Department of Systems and Computational Biology, Albert Einstein College of Medicine, Bronx, New York, USA.
Proteins. 2021 Jul;89(7):884-895. doi: 10.1002/prot.26066. Epub 2021 Mar 27.
Multi-domain proteins are not only formed through natural evolution but can also be generated by recombinant DNA technology. Because many fusion proteins can enhance the selectivity of cell targeting, these artificially produced molecules, called multi-specific biologics, are promising drug candidates, especially for immunotherapy. Moreover, the rational design of domain linkers in fusion proteins is becoming an essential step toward a quantitative understanding of the dynamics in these biopharmaceutics. We developed a computational framework to characterize the impacts of peptide linkers on the dynamics of multi-specific biologics. Specifically, we first constructed a benchmark containing six types of linkers that represent various lengths and degrees of flexibility and used them to connect two natural proteins as a test system. We then projected the microsecond dynamics of these proteins generated from Anton onto a coarse-grained conformational space. We further analyzed the similarity of dynamics among different proteins in this low-dimensional space by a neural-network-based classification model. Finally, we applied hierarchical clustering to place linkers into different subgroups based on the classification results. The clustering results suggest that the length of linkers, which is used to spatially separate different functional modules, plays the most important role in regulating the dynamics of this fusion protein. Given the same number of amino acids, linker flexibility functions as a regulator of protein dynamics. In summary, we illustrated that a new computational strategy can be used to study the dynamics of multi-domain fusion proteins by a combination of long timescale molecular dynamics simulation, coarse-grained feature extraction, and artificial intelligence.

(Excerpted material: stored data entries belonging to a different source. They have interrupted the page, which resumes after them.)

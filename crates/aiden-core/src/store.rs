//! Scenario store
//!
//! Session-owned state plus the session's random source. One store per
//! session; nothing outlives the process.

use crate::config::CoPilotConfig;
use crate::error::ScenarioError;
use crate::stage::Stage;
use crate::types::{AttachmentPoint, ChatMessage, StructureCandidate};
use rand::{rngs::StdRng, SeedableRng};
use serde::{Deserialize, Serialize};

/// Everything a session accumulates
#[derive(Debug, Clone, Default, PartialEq, Serialize, Deserialize)]
pub struct ScenarioState {
    /// Current attachment, 50M until changed
    pub attachment_point: AttachmentPoint,
    /// Set by the summary step
    pub treaty_summary: Option<String>,
    /// Latest table from optimization or what-if, in sampled order
    pub structures: Option<Vec<StructureCandidate>>,
    /// Transcript, oldest first
    pub chat_history: Vec<ChatMessage>,
    /// Furthest step completed
    pub stage: Stage,
}

/// Owner of a session's [`ScenarioState`]
#[derive(Debug)]
pub struct ScenarioStore {
    state: ScenarioState,
    rng: StdRng,
}

impl ScenarioStore {
    /// Store with default state and an entropy-seeded source
    #[must_use]
    pub fn new() -> Self {
        Self::with_rng(StdRng::from_entropy())
    }

    /// Store with default state and a reproducible source
    #[must_use]
    pub fn with_seed(seed: u64) -> Self {
        Self::with_rng(StdRng::seed_from_u64(seed))
    }

    /// Store seeded and positioned per `config`
    #[must_use]
    pub fn from_config(config: &CoPilotConfig) -> Self {
        let mut store = match config.seed {
            Some(seed) => Self::with_seed(seed),
            None => Self::new(),
        };
        store.state.attachment_point = config.default_attachment;
        store
    }

    fn with_rng(rng: StdRng) -> Self {
        Self {
            state: ScenarioState::default(),
            rng,
        }
    }

    /// Snapshot of everything stored
    #[inline]
    #[must_use]
    pub fn state(&self) -> &ScenarioState {
        &self.state
    }

    /// Current attachment
    #[inline]
    #[must_use]
    pub fn attachment_point(&self) -> AttachmentPoint {
        self.state.attachment_point
    }

    /// Validate and store a new attachment
    pub fn set_attachment_point(&mut self, value_m: u32) -> Result<AttachmentPoint, ScenarioError> {
        let attachment = AttachmentPoint::new(value_m)?;
        self.state.attachment_point = attachment;
        Ok(attachment)
    }

    /// Stored summary, if the summary step has run
    #[inline]
    #[must_use]
    pub fn treaty_summary(&self) -> Option<&str> {
        self.state.treaty_summary.as_deref()
    }

    /// Store the treaty summary
    pub fn set_treaty_summary(&mut self, summary: String) {
        self.state.treaty_summary = Some(summary);
    }

    /// Latest structure table
    #[inline]
    #[must_use]
    pub fn structures(&self) -> Option<&[StructureCandidate]> {
        self.state.structures.as_deref()
    }

    /// Replace the structure table, keeping the given order
    pub fn set_structures(&mut self, structures: Vec<StructureCandidate>) {
        self.state.structures = Some(structures);
    }

    /// Transcript so far
    #[inline]
    #[must_use]
    pub fn chat_history(&self) -> &[ChatMessage] {
        &self.state.chat_history
    }

    /// Append to the transcript; earlier messages are never touched
    pub fn push_chat(&mut self, message: ChatMessage) {
        self.state.chat_history.push(message);
    }

    /// Furthest step completed
    #[inline]
    #[must_use]
    pub fn stage(&self) -> Stage {
        self.state.stage
    }

    /// Record the step just completed
    pub fn set_stage(&mut self, stage: Stage) {
        self.state.stage = stage;
    }

    /// Session random source
    pub fn rng_mut(&mut self) -> &mut StdRng {
        &mut self.rng
    }
}

impl Default for ScenarioStore {
    fn default() -> Self {
        Self::new()
    }
}
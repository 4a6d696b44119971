//! Co-pilot configuration
//!
//! Defaults match the demo: 50M attachment, five candidate structures, a 15%
//! ROI benchmark, and strict step ordering. Values can be loaded from a TOML
//! file; every field is optional there.

use crate::error::ConfigError;
use crate::sampler::DEFAULT_STRUCTURE_COUNT;
use crate::types::{AttachmentPoint, DEFAULT_CVAR_PCT, DEFAULT_ROI_BENCHMARK_PCT};
use serde::{Deserialize, Serialize};
use std::path::Path;

/// Largest seed a TOML file can hold (TOML integers are signed 64-bit)
pub const MAX_SEED: u64 = i64::MAX.unsigned_abs();

/// How step ordering is enforced
#[derive(Debug, Clone, Copy, Default, PartialEq, Eq, Serialize, Deserialize)]
#[serde(rename_all = "lowercase")]
pub enum Gating {
    /// Every step must follow the stage machine
    #[default]
    Strict,
    /// Only check that the artifacts a step reads exist
    Lenient,
}

/// Co-pilot configuration
#[derive(Debug, Clone, PartialEq, Serialize, Deserialize)]
#[serde(default)]
pub struct CoPilotConfig {
    /// Attachment the session starts at
    pub default_attachment: AttachmentPoint,
    /// Candidates drawn per optimization or what-if run
    pub structure_count: usize,
    /// ROI separating strong from weak structures
    pub roi_benchmark_pct: f64,
    /// CVaR reported for candidates without one
    pub default_cvar_pct: f64,
    /// Seed for the session random source; OS entropy when absent.
    /// At most [`MAX_SEED`].
    #[serde(skip_serializing_if = "Option::is_none")]
    pub seed: Option<u64>,
    /// Step ordering enforcement
    pub gating: Gating,
}

impl CoPilotConfig {
    /// Create default configuration
    #[inline]
    #[must_use]
    pub fn new() -> Self {
        Self::default()
    }

    /// With a fixed random seed
    #[inline]
    #[must_use]
    pub fn with_seed(mut self, seed: u64) -> Self {
        self.seed = Some(seed);
        self
    }

    /// With gating mode
    #[inline]
    #[must_use]
    pub fn with_gating(mut self, gating: Gating) -> Self {
        self.gating = gating;
        self
    }

    /// With candidates per run
    #[inline]
    #[must_use]
    pub fn with_structure_count(mut self, count: usize) -> Self {
        self.structure_count = count;
        self
    }

    /// With starting attachment
    #[inline]
    #[must_use]
    pub fn with_default_attachment(mut self, attachment: AttachmentPoint) -> Self {
        self.default_attachment = attachment;
        self
    }

    /// With ROI benchmark
    #[inline]
    #[must_use]
    pub fn with_roi_benchmark(mut self, benchmark_pct: f64) -> Self {
        self.roi_benchmark_pct = benchmark_pct;
        self
    }

    /// Parse and validate TOML text
    pub fn from_toml_str(text: &str) -> Result<Self, ConfigError> {
        let config: Self = toml::from_str(text)?;
        config.validate()?;
        Ok(config)
    }

    /// Read, parse, and validate a TOML file
    pub fn load(path: impl AsRef<Path>) -> Result<Self, ConfigError> {
        let path = path.as_ref();
        let text = std::fs::read_to_string(path).map_err(|source| ConfigError::Io {
            path: path.to_path_buf(),
            source,
        })?;
        Self::from_toml_str(&text)
    }

    /// Render as TOML; fails for a seed above [`MAX_SEED`]
    pub fn to_toml_string(&self) -> Result<String, ConfigError> {
        toml::to_string_pretty(self).map_err(|e| ConfigError::Invalid(e.to_string()))
    }

    /// Reject values the pipeline cannot work with
    pub fn validate(&self) -> Result<(), ConfigError> {
        if self.structure_count == 0 {
            return Err(ConfigError::Invalid(
                "structure_count must be at least 1".to_string(),
            ));
        }
        if self.seed.is_some_and(|seed| seed > MAX_SEED) {
            return Err(ConfigError::Invalid(format!("seed must be at most {MAX_SEED}")));
        }
        if !self.roi_benchmark_pct.is_finite() {
            return Err(ConfigError::Invalid(
                "roi_benchmark_pct must be finite".to_string(),
            ));
        }
        if !self.default_cvar_pct.is_finite() || self.default_cvar_pct < 0.0 {
            return Err(ConfigError::Invalid(
                "default_cvar_pct must be a non-negative number".to_string(),
            ));
        }
        Ok(())
    }
}

impl Default for CoPilotConfig {
    fn default() -> Self {
        Self {
            default_attachment: AttachmentPoint::DEFAULT,
            structure_count: DEFAULT_STRUCTURE_COUNT,
            roi_benchmark_pct: DEFAULT_ROI_BENCHMARK_PCT,
            default_cvar_pct: DEFAULT_CVAR_PCT,
            seed: None,
            gating: Gating::Strict,
        }
    }
}
//! Testing utilities for the Aiden workspace
//!
//! Shared test helpers and fixtures.

#![allow(missing_docs)]

use aiden_core::{AttachmentPoint, CoPilot, CoPilotConfig, Gating, StructureCandidate};

pub const TEST_SEED: u64 = 42;

pub fn attachment(value_m: u32) -> AttachmentPoint {
    AttachmentPoint::new(value_m).unwrap()
}

/// Candidate at the default attachment; `layers` doubles as an identity tag
pub fn candidate(layers: u8, roi_pct: f64) -> StructureCandidate {
    StructureCandidate::new(layers, 50, AttachmentPoint::DEFAULT, 25.0, roi_pct)
}

pub fn candidate_with(
    layers: u8,
    limit_m: u32,
    attachment_m: u32,
    expected_loss_m: f64,
    roi_pct: f64,
) -> StructureCandidate {
    StructureCandidate::new(layers, limit_m, attachment(attachment_m), expected_loss_m, roi_pct)
}

pub fn setup_test_copilot() -> CoPilot {
    setup_seeded_copilot(TEST_SEED)
}

pub fn setup_seeded_copilot(seed: u64) -> CoPilot {
    CoPilot::new(CoPilotConfig::new().with_seed(seed)).unwrap()
}

pub fn setup_lenient_copilot(seed: u64) -> CoPilot {
    CoPilot::new(
        CoPilotConfig::new()
            .with_seed(seed)
            .with_gating(Gating::Lenient),
    )
    .unwrap()
}

/// Session already past optimization
pub fn optimized_copilot(seed: u64) -> CoPilot {
    let mut copilot = setup_seeded_copilot(seed);
    copilot.summarize().unwrap();
    copilot.optimize().unwrap();
    copilot
}
//! Treaty summary generation
//!
//! The demo always reads the same sample wording, so the summary is fixed
//! text. A document-reading version would take the wording as input.

/// Sample treaty wording the demo summarizes
pub const SAMPLE_TREATY: &str = "\
Cedent: Example Insurance Co.
Program: 2025 U.S. Catastrophe Excess of Loss Treaty (Property Cat XoL)
Territory: Continental U.S., Hawaii, and Puerto Rico
Period: January 1, 2025 - December 31, 2025
Layers: 5 x 50M excess of 50M (300M aggregate limit)
Reinstatements: one at 100% additional premium, subsequent at 125%
Hours clause: 168 consecutive hours for hurricane, typhoon, and flood
Exclusions: war, terrorism, nuclear
Claims: notice within 14 days, interim updates every 30 days
Disputes: ARIAS-U.S. arbitration
";

const TREATY_SUMMARY: &str = "\
Summary of Uploaded Treaty (2025 Cat XoL Program)

This treaty provides property catastrophe excess-of-loss coverage for Example Insurance Co.
in the continental U.S., Hawaii, and Puerto Rico for January 1 - December 31, 2025.

- Program Structure: 5 x 50M layers excess 50M -> 300M limit, 50M attachment
- Reinstatements: 1 x 100% paid, subsequent at 125%
- Covered Perils: Hurricanes, typhoons, floods (168-hour clause)
- Exclusions: War, terrorism, nuclear
- Special Conditions: 14-day loss reporting, 30-day interim updates, ARIAS-U.S. arbitration

Historical Losses: 70M, 38M, 45M, 92M (Hurricanes & Hail)

Key Takeaways:
High exposure to hurricanes and hail with mid-layer protection.
Opportunities exist to adjust attachment points and layering for better ROI and risk balance.
";

/// Summary of [`SAMPLE_TREATY`]. Identical on every call.
#[must_use]
pub fn generate_summary() -> String {
    TREATY_SUMMARY.to_string()
}
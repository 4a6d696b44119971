//! What-if evaluation
//!
//! Draws the loss and ROI deltas reported when the underwriter moves the
//! attachment point.

use crate::sampler::round2;
use crate::types::{AttachmentPoint, WhatIfResult};
use rand::Rng;

/// Expected loss change bounds in percent
pub const LOSS_CHANGE_RANGE_PCT: (f64, f64) = (-20.0, 20.0);

/// Projected ROI change bounds in percent
pub const ROI_CHANGE_RANGE_PCT: (f64, f64) = (-5.0, 5.0);

/// Relative loss/ROI impact of moving to `attachment`.
///
/// The attachment does not influence the draw yet; the deltas are
/// placeholders until a loss model exists.
pub fn evaluate_what_if<R: Rng + ?Sized>(rng: &mut R, _attachment: AttachmentPoint) -> WhatIfResult {
    WhatIfResult {
        loss_change_pct: round2(rng.gen_range(LOSS_CHANGE_RANGE_PCT.0..=LOSS_CHANGE_RANGE_PCT.1)),
        roi_change_pct: round2(rng.gen_range(ROI_CHANGE_RANGE_PCT.0..=ROI_CHANGE_RANGE_PCT.1)),
    }
}
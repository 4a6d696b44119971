//! `aiden` command line: run pipeline steps against the sample treaty.
//!
//! Logs go to stderr (`RUST_LOG` overrides the level); results go to stdout.

use aiden_core::config::MAX_SEED;
use aiden_core::report::{render_structures, render_what_if, WalkthroughReport};
use aiden_core::sampler::sample_structures;
use aiden_core::selector::select_best;
use aiden_core::summary::{generate_summary, SAMPLE_TREATY};
use aiden_core::{AttachmentPoint, CoPilot, CoPilotConfig, Gating};
use anyhow::Context;
use clap::{value_parser, Arg, ArgAction, ArgMatches, Command};
use rand::{rngs::StdRng, SeedableRng};
use tracing_subscriber::{layer::SubscriberExt, util::SubscriberInitExt, EnvFilter};

fn cli() -> Command {
    let attachment = Arg::new("attachment")
        .long("attachment")
        .value_parser(value_parser!(u32))
        .help("Attachment point in millions (10-100)");

    Command::new("aiden")
        .version(aiden_core::VERSION)
        .about("Aiden - AI treaty co-pilot demo")
        .arg(
            Arg::new("config")
                .long("config")
                .global(true)
                .help("TOML configuration file"),
        )
        .arg(
            Arg::new("seed")
                .long("seed")
                .global(true)
                .value_parser(value_parser!(u64).range(..=MAX_SEED))
                .help("Random seed for reproducible sessions"),
        )
        .arg(
            Arg::new("lenient")
                .long("lenient")
                .global(true)
                .action(ArgAction::SetTrue)
                .help("Only require the artifacts each step reads"),
        )
        .arg(
            Arg::new("json")
                .long("json")
                .global(true)
                .action(ArgAction::SetTrue)
                .help("Output as JSON"),
        )
        .arg(
            Arg::new("verbose")
                .short('v')
                .long("verbose")
                .global(true)
                .action(ArgAction::SetTrue)
                .help("Debug logging on stderr"),
        )
        .subcommand_required(true)
        .subcommand(
            Command::new("summary")
                .about("Summarize the sample treaty")
                .arg(
                    Arg::new("show-treaty")
                        .long("show-treaty")
                        .action(ArgAction::SetTrue)
                        .help("Print the treaty wording first"),
                ),
        )
        .subcommand(
            Command::new("structures")
                .about("Sample and rank candidate structures")
                .arg(attachment.clone())
                .arg(
                    Arg::new("count")
                        .long("count")
                        .value_parser(value_parser!(usize))
                        .help("Number of candidates"),
                ),
        )
        .subcommand(
            Command::new("what-if")
                .about("Evaluate an attachment change")
                .arg(attachment.clone().required(true)),
        )
        .subcommand(
            Command::new("chat")
                .about("Ask Aiden about the summarized treaty")
                .arg(
                    Arg::new("message")
                        .long("message")
                        .short('m')
                        .required(true)
                        .action(ArgAction::Append)
                        .help("Question to ask (repeatable)"),
                ),
        )
        .subcommand(
            Command::new("walkthrough")
                .about("Run all five steps and print the final recommendation")
                .arg(attachment.default_value("75"))
                .arg(
                    Arg::new("ask")
                        .long("ask")
                        .action(ArgAction::Append)
                        .help("Question to ask in the chat step (repeatable)"),
                ),
        )
}

fn main() {
    let matches = cli().get_matches();
    init_tracing(matches.get_flag("verbose"));

    if let Err(err) = run(&matches) {
        eprintln!("error: {err:#}");
        std::process::exit(1);
    }
}

/// Level used when `RUST_LOG` is unset
fn default_log_level(verbose: bool) -> &'static str {
    if verbose {
        "debug"
    } else {
        "info"
    }
}

fn init_tracing(verbose: bool) {
    let filter = EnvFilter::try_from_default_env()
        .unwrap_or_else(|_| EnvFilter::new(default_log_level(verbose)));

    tracing_subscriber::registry()
        .with(filter)
        .with(tracing_subscriber::fmt::layer().with_writer(std::io::stderr))
        .init();
}

fn load_config(matches: &ArgMatches) -> anyhow::Result<CoPilotConfig> {
    let mut config = match matches.get_one::<String>("config") {
        Some(path) => CoPilotConfig::load(path)
            .with_context(|| format!("loading configuration from {path}"))?,
        None => CoPilotConfig::default(),
    };
    if let Some(seed) = matches.get_one::<u64>("seed") {
        config.seed = Some(*seed);
    }
    if matches.get_flag("lenient") {
        config.gating = Gating::Lenient;
    }
    Ok(config)
}

fn run(matches: &ArgMatches) -> anyhow::Result<()> {
    let config = load_config(matches)?;
    let json = matches.get_flag("json");

    match matches.subcommand() {
        Some(("summary", args)) => {
            let summary = generate_summary();
            if json {
                println!("{}", serde_json::to_string_pretty(&summary)?);
            } else {
                if args.get_flag("show-treaty") {
                    println!("{SAMPLE_TREATY}");
                }
                println!("{summary}");
            }
        }
        Some(("structures", args)) => {
            let attachment = match args.get_one::<u32>("attachment") {
                Some(value) => AttachmentPoint::new(*value)?,
                None => config.default_attachment,
            };
            let count = args
                .get_one::<usize>("count")
                .copied()
                .unwrap_or(config.structure_count);
            let mut rng = match config.seed {
                Some(seed) => StdRng::seed_from_u64(seed),
                None => StdRng::from_entropy(),
            };

            let structures = sample_structures(&mut rng, attachment, count);
            if json {
                println!("{}", serde_json::to_string_pretty(&structures)?);
            } else {
                print!("{}", render_structures(&structures));
                if let Ok(top) = select_best(&structures) {
                    println!("\nTop Candidate: {} ({}% ROI)", top.label, top.projected_roi_pct);
                }
            }
        }
        Some(("what-if", args)) => {
            let attachment = args
                .get_one::<u32>("attachment")
                .copied()
                .context("--attachment is required")?;
            let mut copilot = CoPilot::new(config)?;
            copilot.summarize()?;
            copilot.optimize()?;
            let outcome = copilot.what_if(attachment)?;

            if json {
                println!("{}", serde_json::to_string_pretty(&outcome)?);
            } else {
                print!("{}", render_what_if(&outcome));
            }
        }
        Some(("chat", args)) => {
            let mut copilot = CoPilot::new(config)?;
            copilot.summarize()?;
            for message in args.get_many::<String>("message").into_iter().flatten() {
                copilot.chat(message)?;
            }

            let history = &copilot.state().chat_history;
            if json {
                println!("{}", serde_json::to_string_pretty(history)?);
            } else {
                for message in history {
                    println!("{:?}: {}", message.role, message.content);
                }
            }
        }
        Some(("walkthrough", args)) => {
            let attachment = args
                .get_one::<u32>("attachment")
                .copied()
                .context("--attachment has a default")?;
            let questions: Vec<String> = args
                .get_many::<String>("ask")
                .into_iter()
                .flatten()
                .cloned()
                .collect();

            let report = walkthrough(config, attachment, &questions)?;
            if json {
                println!("{}", serde_json::to_string_pretty(&report)?);
            } else {
                print!("{}", report.generate_text());
            }
        }
        _ => {}
    }
    Ok(())
}

fn walkthrough(
    config: CoPilotConfig,
    attachment: u32,
    questions: &[String],
) -> anyhow::Result<WalkthroughReport> {
    let seed = config.seed;
    let mut copilot = CoPilot::new(config)?;

    let summary = copilot.summarize()?;
    let initial_structures = copilot.optimize()?;
    let what_if = copilot
        .what_if(attachment)
        .with_context(|| format!("what-if at {attachment}M"))?;

    let mut conversation = Vec::with_capacity(questions.len());
    for question in questions {
        let reply = copilot.chat(question)?;
        conversation.push((question.clone(), reply));
    }
    let context = copilot.context_panel();
    let recommendation = copilot.recommend()?;
    let heatmap = copilot.risk_heatmap();
    copilot.verify_journal()?;

    Ok(WalkthroughReport {
        seed,
        summary,
        initial_structures,
        what_if,
        conversation,
        recommendation,
        context,
        heatmap,
        journal: copilot.journal().entries().to_vec(),
    })
}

多结构域蛋白不仅可以通过自然进化形成,也可以通过重组 DNA 技术产生。由于许多融合蛋白可以提高细胞靶向的选择性,这些人工产生的分子,称为多特异性生物制剂,是很有前途的药物候选物,特别是在免疫疗法方面。此外,融合蛋白中结构域连接肽的合理设计正在成为定量理解这些生物制剂动力学的必要步骤。我们开发了一种计算框架来描述肽连接对多特异性生物制剂动力学的影响。具体来说,我们首先构建了一个基准,其中包含六种代表不同长度和柔韧性的连接,并用它们作为测试系统将两个天然蛋白质连接起来。然后,我们将这些蛋白质的微秒动力学从 Anton 投射到粗粒构象空间。我们进一步通过基于神经网络的分类模型分析了在这个低维空间中不同蛋白质之间动力学的相似性。最后,我们根据分类结果将连接分为不同的亚组进行层次聚类。聚类结果表明,连接的长度,用于空间分离不同的功能模块,在调节融合蛋白动力学方面起着最重要的作用。在相同数量的氨基酸的情况下,连接的柔韧性作为蛋白质动力学的调节剂。总之,我们通过长时程分子动力学模拟、粗粒特征提取和人工智能的组合,说明了一种新的计算策略可以用于研究多结构域融合蛋白的动力学。